WHAT YOU ARE ASKED TO DO ▸ From the first line to the last, write out the material exactly.

________________________________________

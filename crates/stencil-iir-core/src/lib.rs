//! Statement/access IR of a stencil compiler.
//!
//! A [`DoMethod`] holds the statements computed over one vertical
//! [`Interval`], the read and write [`Accesses`] of every statement, and the
//! per-field usage derived from them. Optimization passes restructure
//! do-methods through the mutation primitives on [`DoMethod`] and then call
//! [`DoMethod::update_level`] to refresh the derived field information.

pub mod access_computation;
pub mod accesses;
pub mod ast;
pub mod config;
pub mod context;
pub mod dependency_graph;
pub mod diagnostics;
pub mod do_method;
pub mod error;
pub mod extent;
pub mod field;
pub mod ids;
pub mod interval;
pub mod metadata;
pub mod sap;

pub use access_computation::AccessComputation;
pub use accesses::{AccessMap, Accesses};
pub use ast::{Ast, Expr, FullAstCursor, Stmt, StmtCursor, StmtId, StmtKind, VarDecl};
pub use config::IirOptions;
pub use context::IirContext;
pub use dependency_graph::AccessDependencyGraph;
pub use diagnostics::{CollectingDiagnosticHandler, Diagnostic, DiagnosticHandler, DiagnosticLevel};
pub use do_method::{DerivedInfo, DetachedStatement, DoMethod, RetractionReport};
pub use error::{IirError, Result};
pub use extent::{Dim, Extent, Extents};
pub use field::{merge_fields, Field, FieldIntent, FieldMap};
pub use ids::{AccessId, DoMethodId, IdGenerator, TreeId};
pub use interval::Interval;
pub use metadata::{AccessMetadata, AccessNameResolver, FieldAccessType, VariableVersions};
pub use sap::{DetachedAccesses, SapMap, StatementAccessesPair};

________________________________________

PROBLEM SOLUTION ▸
filename crates/stencil-iir-core/src/lib.rs
//! Statement/access IR of a stencil compiler.
//!
//! A [`DoMethod`] holds the statements computed over one vertical
//! [`Interval`], the read and write [`Accesses`] of every statement, and the
//! per-field usage derived from them. Optimization passes restructure
//! do-methods through the mutation primitives on [`DoMethod`] and then call
//! [`DoMethod::update_level`] to refresh the derived field information.

pub mod access_computation;
pub mod accesses;
pub mod ast;
pub mod config;
pub mod context;
pub mod dependency_graph;
pub mod diagnostics;
pub mod do_method;
pub mod error;
pub mod extent;
pub mod field;
pub mod ids;
pub mod interval;
pub mod metadata;
pub mod sap;

pub use access_computation::AccessComputation;
pub use accesses::{AccessMap, Accesses};
pub use ast::{Ast, Expr, FullAstCursor, Stmt, StmtCursor, StmtId, StmtKind, VarDecl};
pub use config::IirOptions;
pub use context::IirContext;
pub use dependency_graph::AccessDependencyGraph;
pub use diagnostics::{CollectingDiagnosticHandler, Diagnostic, DiagnosticHandler, DiagnosticLevel};
pub use do_method::{DerivedInfo, DetachedStatement, DoMethod, RetractionReport};
pub use error::{IirError, Result};
pub use extent::{Dim, Extent, Extents};
pub use field::{merge_fields, Field, FieldIntent, FieldMap};
pub use ids::{AccessId, DoMethodId, IdGenerator, TreeId};
pub use interval::Interval;
pub use metadata::{AccessMetadata, AccessNameResolver, FieldAccessType, VariableVersions};
pub use sap::{DetachedAccesses, SapMap, StatementAccessesPair};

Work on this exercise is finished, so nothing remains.